WHAT YOU WILL DO:
Look through the records that follow. Copy every line containing the word "await".

Stored data
^^^^^^^^

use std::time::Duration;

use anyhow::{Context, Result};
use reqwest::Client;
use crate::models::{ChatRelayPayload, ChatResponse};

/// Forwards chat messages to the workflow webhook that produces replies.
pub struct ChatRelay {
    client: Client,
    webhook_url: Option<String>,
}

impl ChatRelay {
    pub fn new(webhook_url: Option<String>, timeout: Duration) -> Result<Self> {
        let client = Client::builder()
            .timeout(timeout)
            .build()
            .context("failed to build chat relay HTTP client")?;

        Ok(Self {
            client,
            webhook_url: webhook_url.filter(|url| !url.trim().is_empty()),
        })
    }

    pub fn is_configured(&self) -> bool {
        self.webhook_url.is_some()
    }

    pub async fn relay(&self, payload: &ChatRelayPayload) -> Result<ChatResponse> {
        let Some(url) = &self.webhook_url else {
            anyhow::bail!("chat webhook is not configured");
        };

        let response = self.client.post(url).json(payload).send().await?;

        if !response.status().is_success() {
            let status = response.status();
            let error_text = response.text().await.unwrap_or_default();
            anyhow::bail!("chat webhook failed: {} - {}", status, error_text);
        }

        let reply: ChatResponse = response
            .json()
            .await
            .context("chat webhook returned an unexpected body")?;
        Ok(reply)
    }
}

^^^^^^^^

RESPONSE AREA:
        let response = self.client.post(url).json(payload).send().await?;
            let error_text = response.text().await.unwrap_or_default();
            .await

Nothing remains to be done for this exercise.